I have included the Ordering/Referring Physician Checklist for Home Health Agencies. It is pretty clear that the Home Health Agencies are responsible for checking this list regularly for updates.
While the Bad News is that the Home Health agency may not get paid for services they provided (and they have done a great job caring for him), I thought the GOOD NEWS was that it meant Medicare had gotten the message I was not a family practice physician. The answer is not so simple. According to this CMS report, I am still listed as a physician who can sign Home Health Orders. That may be BAD NEWS, because it may mean CMS still holds me responsible for their re-hospitalizations.
Here’s a screen shot of the CMS report showing that I am still able to sign Home Health Orders (just like 6 other physicians with my unusual Scottish last name who are probably long lost cousins).
So, now I am really confused. I have confirmed that Medicare knows the specialty I practice is Undersea and Hyperbaric Medicine. One CMS database says I can sign home health orders (linked to my NPI) while another database (updated regularly by CMS and linked to my specialty code) indicates that I can’t. The latter CMS website indicates that I can also sign orders for Durable Medical Equipment (DME). If that’s the case, why can’t DMEs accept prescriptions signed by me for diabetic shoes, instead of holding the process up for weeks/months to get a signature from the PCP?

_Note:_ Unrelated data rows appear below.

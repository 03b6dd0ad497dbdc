//! File-to-file bzip2 decompression.

use std::io::Write;
use std::path::Path;

use crate::buffer::BlockBuffer;
use crate::codec::{CodecError, Decoder, ReadStatus};
use crate::config::StreamSummary;
use crate::error::{Error, Result};
use crate::options::DecompressionOptions;
use crate::progress::{Progress, ProgressObserver};
use crate::signal::CancelToken;

use super::{create_destination, open_source, remove_partial_output};

/// Decompresses the bzip2 file at `input_path` into `output_path`.
///
/// Progress is measured as decompressed bytes against the size of the
/// compressed input, so it is an approximation and is clamped to 100.
///
/// # Errors
///
/// - [`Error::CannotOpenInput`] / [`Error::CannotCreateOutput`] if a file cannot be opened
/// - [`Error::CodecInitFailed`] if the decompression session cannot be opened
/// - [`Error::CodecReadFailed`] if the data is corrupt or the input cannot be read
/// - [`Error::PrematureStreamEnd`] if the input ends before the end-of-stream marker
/// - [`Error::OutputWriteFailed`] if writing the output fails
/// - [`Error::Interrupted`] if cancelled; the output file is removed
pub fn uncompress(
    input_path: &Path,
    output_path: &Path,
    options: &DecompressionOptions,
    observer: &mut dyn ProgressObserver,
    cancel: CancelToken<'_>,
) -> Result<StreamSummary> {
    let mut block = BlockBuffer::new(options.block_size().get())?;

    let (input, total) = open_source(input_path)?;
    let mut output = create_destination(output_path)?;
    let mut decoder = Decoder::new(input, options.small()).map_err(Error::CodecInitFailed)?;

    log::debug!(
        "uncompressing '{}' ({total} bytes) into '{}'",
        input_path.display(),
        output_path.display()
    );

    let mut progress = Progress::new(total);
    let mut stream_ended = false;
    let mut failure = None;

    while !stream_ended && !cancel.is_cancelled() {
        let (written, status) = match decoder.read(&mut block) {
            Ok(read) => read,
            Err(CodecError::UnexpectedEof) => {
                failure = Some(Error::PrematureStreamEnd);
                break;
            }
            Err(err) => {
                failure = Some(Error::CodecReadFailed(err));
                break;
            }
        };
        stream_ended = status == ReadStatus::StreamEnd;

        if written == 0 {
            continue;
        }

        if let Err(err) = output.write_all(&block[..written]) {
            failure = Some(Error::OutputWriteFailed(err));
            break;
        }

        if let Some(percent) = progress.advance(written as u64) {
            observer.on_progress(percent);
        }
    }

    let bytes_read = decoder.total_in();
    drop(decoder.close());
    drop(output);

    if cancel.is_cancelled() {
        log::warn!("decompression of '{}' interrupted", input_path.display());
        remove_partial_output(output_path);
        return Err(Error::Interrupted);
    }

    observer.on_progress(100);

    if let Some(err) = failure {
        return Err(err);
    }
    if !stream_ended {
        return Err(Error::PrematureStreamEnd);
    }

    log::debug!(
        "uncompressed {bytes_read} bytes into {} bytes",
        progress.processed()
    );
    Ok(StreamSummary::new(bytes_read, progress.processed()))
}
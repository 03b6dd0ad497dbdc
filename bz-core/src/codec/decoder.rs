//! Decompression session bound to a source reader.

use std::io::{ErrorKind, Read};

use bzip2::{Decompress, Status};

use super::{delta, staging_buffer, CodecError, Result};

/// Status reported alongside every successful [`Decoder::read`].
#[derive(Debug, Clone, Copy, PartialEq, Eq)]
pub enum ReadStatus {
    /// More decompressed data may follow.
    Ok,
    /// The end-of-stream marker was decoded; the returned bytes are the last ones.
    StreamEnd,
}

/// Safe wrapper around a `bzip2::Decompress` stream reading from `R`.
///
/// Only the first bzip2 stream of the source is decoded. Bytes following its
/// end-of-stream marker are left unread.
pub struct Decoder<R: Read> {
    stream: Decompress,
    /// Source of compressed bytes.
    reader: R,
    /// Compressed bytes read from `reader` but not yet consumed.
    staging: Vec<u8>,
    pos: usize,
    len: usize,
    /// The reader has reported end of file.
    eof: bool,
    /// The end-of-stream marker has been decoded.
    finished: bool,
}

impl<R: Read> Decoder<R> {
    /// Opens a decompression session on `reader`.
    ///
    /// # Parameters
    ///
    /// * `reader` - Source of the compressed stream.
    /// * `small` - Use libbzip2's slower, low-memory decoding algorithm.
    ///
    /// # Errors
    ///
    /// Returns [`CodecError::OutOfMemory`] if the staging buffer cannot be allocated.
    pub fn new(reader: R, small: bool) -> Result<Self> {
        let staging = staging_buffer()?;
        log::trace!("opening bzip2 decoder (small: {small})");

        Ok(Self {
            stream: Decompress::new(small),
            reader,
            staging,
            pos: 0,
            len: 0,
            eof: false,
            finished: false,
        })
    }

    /// Decompresses into `buf`, filling it unless the stream ends first.
    ///
    /// # Returns
    ///
    /// The number of bytes written into `buf`, and [`ReadStatus::StreamEnd`] once
    /// the end-of-stream marker has been reached. Later calls return `(0, StreamEnd)`.
    ///
    /// # Errors
    ///
    /// Returns [`CodecError::UnexpectedEof`] if the source ends before the marker.
    /// Returns [`CodecError::Backend`] if the compressed data is corrupt.
    /// Returns [`CodecError::Io`] if reading the source fails.
    /// Returns [`CodecError::Stalled`] if libbzip2 stops making progress.
    pub fn read(&mut self, buf: &mut [u8]) -> Result<(usize, ReadStatus)> {
        if self.finished {
            return Ok((0, ReadStatus::StreamEnd));
        }

        let mut filled = 0;
        while filled < buf.len() {
            if self.pos == self.len && !self.eof {
                self.refill()?;
            }

            let before_in = self.stream.total_in();
            let before_out = self.stream.total_out();

            let status = self
                .stream
                .decompress(&self.staging[self.pos..self.len], &mut buf[filled..])?;

            let used = delta(self.stream.total_in(), before_in);
            let written = delta(self.stream.total_out(), before_out);
            self.pos += used;
            filled += written;

            if status == Status::StreamEnd {
                self.finished = true;
                return Ok((filled, ReadStatus::StreamEnd));
            }

            if used == 0 && written == 0 {
                if !self.eof {
                    return Err(CodecError::Stalled);
                }
                // Hand out what was decoded; the next call reports the truncation.
                if filled > 0 {
                    break;
                }
                return Err(CodecError::UnexpectedEof);
            }
        }

        Ok((filled, ReadStatus::Ok))
    }

    fn refill(&mut self) -> Result<()> {
        loop {
            match self.reader.read(&mut self.staging) {
                Ok(0) => {
                    self.eof = true;
                    self.pos = 0;
                    self.len = 0;
                    return Ok(());
                }
                Ok(read) => {
                    self.pos = 0;
                    self.len = read;
                    return Ok(());
                }
                Err(err) if err.kind() == ErrorKind::Interrupted => {}
                Err(err) => return Err(err.into()),
            }
        }
    }

    /// Total number of compressed bytes consumed.
    pub fn total_in(&self) -> u64 {
        self.stream.total_in()
    }

    /// Closes the session and hands the reader back.
    pub fn close(self) -> R {
        log::trace!(
            "closed bzip2 decoder: {} bytes in, {} bytes out",
            self.stream.total_in(),
            self.stream.total_out()
        );
        self.reader
    }
}
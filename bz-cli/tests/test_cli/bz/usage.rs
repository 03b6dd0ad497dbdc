use crate::add_test;
use crate::common::{Fixture, SAMPLE_TEXT};
use crate::EXIT_USAGE;

// No arguments at all prints usage and fails
add_test!(no_arguments, async {
    let fixture = Fixture::empty();

    let output = fixture.run_cargo(&[]).await;

    assert_eq!(output.code(), Some(EXIT_USAGE));
    assert!(output.stdout.starts_with("Usage:\n"));
    assert!(output.stdout.contains(" a <input_file> <output_file> (compress)"));
    assert!(output.stdout.contains(" e <input_file> <output_file> (extract)"));
});

// Too few and too many arguments are both usage errors
add_test!(wrong_argument_count, async {
    let fixture = Fixture::with_file("input.txt", SAMPLE_TEXT.as_bytes());
    let input = fixture.path("input.txt");
    let output_path = fixture.path("out.bz2");

    for args in [
        vec!["a"],
        vec!["a", input.as_str()],
        vec!["a", input.as_str(), output_path.as_str(), "extra"],
    ] {
        let output = fixture.run_cargo(&args).await;
        assert_eq!(output.code(), Some(EXIT_USAGE), "args: {args:?}");
        assert!(output.stdout.starts_with("Usage:\n"));
    }
    assert!(!fixture.file_exists("out.bz2"));
});

// An unknown flag in the action slot is an unknown action
add_test!(unknown_flag, async {
    let fixture = Fixture::empty();

    let output = fixture.run_cargo(&["--bogus", "a", "b"]).await;

    assert_eq!(output.code(), Some(EXIT_USAGE));
    assert_eq!(output.stderr, "Error: unknown action: --bogus ('a' or 'e')\n");
    assert!(!fixture.file_exists("b"));
});

// Paths starting with a dash are ordinary paths
add_test!(dash_prefixed_paths, async {
    let fixture = Fixture::with_file("-in.txt", SAMPLE_TEXT.as_bytes());

    let output = fixture.run_cargo(&["a", "-in.txt", "-out.bz2"]).await;
    assert_eq!(output.code(), Some(0), "{}", output.stderr);
    assert!(output.stdout.ends_with("Done: compressed\n"));
    assert!(fixture.read_file("-out.bz2").starts_with(b"BZh9"));

    let output = fixture.run_cargo(&["e", "-out.bz2", "--restored.txt"]).await;
    assert_eq!(output.code(), Some(0), "{}", output.stderr);
    fixture.assert_files(&["--restored.txt"], &[SAMPLE_TEXT.as_bytes()]);
});

// An unknown action is rejected before any file is touched
add_test!(unknown_action, async {
    let fixture = Fixture::with_file("input.txt", SAMPLE_TEXT.as_bytes());

    let output = fixture
        .run_cargo(&["x", &fixture.path("input.txt"), &fixture.path("out")])
        .await;

    assert_eq!(output.code(), Some(EXIT_USAGE));
    assert_eq!(output.stderr, "Error: unknown action: x ('a' or 'e')\n");
    assert!(!fixture.file_exists("out"));
});

// --help and --version succeed
add_test!(help_and_version, async {
    let fixture = Fixture::empty();

    let output = fixture.run_cargo(&["--help"]).await;
    assert_eq!(output.code(), Some(0));
    assert!(output.stdout.contains("with bzip2"));

    let output = fixture.run_cargo(&["--version"]).await;
    assert_eq!(output.code(), Some(0));
    assert!(output.stdout.starts_with("bz "));
});
//! Shared configuration primitives and types for bzip2 stream processing.

/// Direction of a transform session.
#[derive(Debug, Clone, Copy, PartialEq, Eq)]
pub enum Direction {
    /// Plain input, bzip2 output.
    Compress,
    /// bzip2 input, plain output.
    Decompress,
}

/// Statistical summary of completed stream processing operations.
#[derive(Debug, Clone, Copy, PartialEq, Eq)]
pub struct StreamSummary {
    /// Total number of bytes read from the input source.
    pub bytes_read: u64,

    /// Total number of bytes written to the output destination.
    pub bytes_written: u64,
}

impl StreamSummary {
    /// Creates a new stream summary with the specified byte counts.
    pub(crate) const fn new(bytes_read: u64, bytes_written: u64) -> Self {
        Self {
            bytes_read,
            bytes_written,
        }
    }

    /// Calculates the compression ratio for this stream summary.
    ///
    /// # Returns
    ///
    /// The compression ratio as an `f64`. A value less than 1.0 indicates
    /// compression occurred, while a value greater than 1.0 indicates expansion.
    #[allow(clippy::cast_precision_loss)]
    pub fn compression_ratio(&self) -> f64 {
        if self.bytes_read == 0 {
            if self.bytes_written == 0 {
                0.0
            } else {
                f64::INFINITY
            }
        } else {
            self.bytes_written as f64 / self.bytes_read as f64
        }
    }

    /// Calculates the space saved percentage for compression operations.
    ///
    /// Negative values mean the output was larger than the input.
    pub fn space_saved_percent(&self) -> f64 {
        if self.bytes_read == 0 {
            0.0
        } else {
            (1.0 - self.compression_ratio()) * 100.0
        }
    }
}
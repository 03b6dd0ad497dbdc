//! Error types for bz command-line invocations.

use thiserror::Error;

/// Result alias using the CLI [`Error`] type.
pub type Result<T> = std::result::Result<T, Error>;

/// Invocation errors detected before any file is touched.
#[derive(Debug, Error, Clone, PartialEq, Eq)]
pub enum Error {
    /// Wrong number of positional arguments.
    #[error("expected exactly three arguments: <a|e> <input> <output>")]
    Usage,

    /// The action selector is neither `a` nor `e`.
    #[error("unknown action: {action} ('a' or 'e')")]
    UnknownAction {
        /// The selector as given on the command line
        action: String,
    },
}
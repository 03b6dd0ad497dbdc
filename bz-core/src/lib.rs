//! # bz-core
//!
//! Block-streaming compression and decompression pipeline for bzip2 files.
//!
//! The crate reads its source in fixed-size blocks, feeds every block to a
//! stateful bzip2 codec session and writes the transformed bytes out while
//! tracking progress against the size of the source file. An operation can be
//! cancelled between blocks; a cancelled operation removes its partial output.
//!
//! # Example
//!
//! ```no_run
//! use bz_core::options::{CompressionOptions, DecompressionOptions};
//! use bz_core::pipeline::{compress, uncompress};
//! use bz_core::progress::NoProgress;
//! use bz_core::signal::CancelToken;
//!
//! let cancel = CancelToken::global();
//! compress(
//!     "notes.txt".as_ref(),
//!     "notes.txt.bz2".as_ref(),
//!     &CompressionOptions::default(),
//!     &mut NoProgress,
//!     cancel,
//! )?;
//! uncompress(
//!     "notes.txt.bz2".as_ref(),
//!     "notes.copy.txt".as_ref(),
//!     &DecompressionOptions::default(),
//!     &mut NoProgress,
//!     cancel,
//! )?;
//! # Ok::<(), bz_core::Error>(())
//! ```

pub mod buffer;
pub mod codec;
pub mod config;
pub mod error;
pub mod options;
pub mod pipeline;
pub mod progress;
pub mod signal;

pub use config::{Direction, StreamSummary};
pub use error::{Error, Result};

/// Size of one block: the unit of I/O and of progress granularity.
pub const BLOCK_SIZE: usize = 1024 * 1024;

const KB: usize = 1024;
const MB: usize = 1024 * KB;

const MAX_DURATION: std::time::Duration = std::time::Duration::from_secs(60);

/// Exit status of usage errors (`-1` truncated to a byte).
const EXIT_USAGE: i32 = 255;

/// Macro to generate an async test case with a timeout
#[macro_export]
macro_rules! add_test {
    ($name:ident, $test:expr) => {
        #[tokio::test(flavor = "current_thread")]
        async fn $name() {
            tokio::time::timeout($crate::MAX_DURATION, $test)
                .await
                .expect("timeout expired");
        }
    };
}
//! File-to-file bzip2 compression.

use std::path::Path;

use crate::buffer::BlockBuffer;
use crate::codec::{Encoder, Finalize};
use crate::config::StreamSummary;
use crate::error::{Error, Result};
use crate::options::CompressionOptions;
use crate::progress::{Progress, ProgressObserver};
use crate::signal::CancelToken;

use super::{create_destination, open_source, read_block, remove_partial_output};

/// Compresses the file at `input_path` into a bzip2 file at `output_path`.
///
/// The input is read one block at a time and each block is fed to the
/// compression session. `observer` receives the percentage of input consumed
/// whenever it changes, and 100 once more when the operation completes.
/// `cancel` is polled before every block.
///
/// # Parameters
///
/// * `input_path` - File to compress
/// * `output_path` - Destination, created or truncated
/// * `options` - Codec settings and block size [`CompressionOptions`]
/// * `observer` - Receiver of progress updates
/// * `cancel` - Cancellation flag polled between blocks
///
/// # Returns
///
/// A [`StreamSummary`] with the uncompressed bytes read and compressed bytes written.
///
/// # Errors
///
/// - [`Error::CannotOpenInput`] / [`Error::CannotCreateOutput`] if a file cannot be opened
/// - [`Error::CodecInitFailed`] if the codec rejects the options
/// - [`Error::InputReadFailed`] if reading the input fails mid-stream
/// - [`Error::CodecWriteFailed`] if compressing or finalizing fails
/// - [`Error::Interrupted`] if cancelled; the output file is removed
///
/// Other failures leave the partial output on disk.
pub fn compress(
    input_path: &Path,
    output_path: &Path,
    options: &CompressionOptions,
    observer: &mut dyn ProgressObserver,
    cancel: CancelToken<'_>,
) -> Result<StreamSummary> {
    let mut block = BlockBuffer::new(options.block_size().get())?;

    let (mut input, total) = open_source(input_path)?;
    let output = create_destination(output_path)?;
    let mut encoder = Encoder::new(output, options.level(), options.work_factor())
        .map_err(Error::CodecInitFailed)?;

    log::debug!(
        "compressing '{}' ({total} bytes) into '{}'",
        input_path.display(),
        output_path.display()
    );

    let mut progress = Progress::new(total);
    let mut failure = None;

    while !cancel.is_cancelled() {
        let read = match read_block(&mut input, &mut block) {
            Ok(0) => break,
            Ok(read) => read,
            Err(err) => {
                failure = Some(Error::InputReadFailed(err));
                break;
            }
        };

        if let Err(err) = encoder.write(&block[..read]) {
            failure = Some(Error::CodecWriteFailed(err));
            break;
        }

        if let Some(percent) = progress.advance(read as u64) {
            observer.on_progress(percent);
        }
    }

    let cancelled = cancel.is_cancelled();
    let mode = if cancelled || failure.is_some() {
        Finalize::Discard
    } else {
        Finalize::Finish
    };

    // Session first, then the output file it wrote to, then the input.
    let finalized = encoder
        .close(mode)
        .map(|closed| closed.total_out)
        .map_err(Error::CodecWriteFailed);
    drop(input);

    if cancelled {
        log::warn!("compression of '{}' interrupted", input_path.display());
        remove_partial_output(output_path);
        return Err(Error::Interrupted);
    }

    observer.on_progress(100);

    if let Some(err) = failure {
        return Err(err);
    }
    let bytes_written = finalized?;

    log::debug!(
        "compressed {} bytes into {bytes_written} bytes",
        progress.processed()
    );
    Ok(StreamSummary::new(progress.processed(), bytes_written))
}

I had long ago decided not to accept the liability of signing the Home Health Agency 485 – at least, for all patients except this one. It turns out that it wasn’t really a favor for him, because now his Home Health services are threatened. Since I contact the patient’s PCP anyway and send them follow up letters, I might as well get the PCP involved in signing the 485. That means my NOT signing the 485’s won’t be a change for me as an official specialist in UHM. I suspect some of you have been signing 485’s for your patients, so NOT being able to do so might impact your willingness to change your specialty code. I think you had better check your MIPS data when it is made available. I don’t think we can afford to be mistaken for PCP’s, and not being able to sign Home Nursing 485’s is a small price to pay for our survival as a field.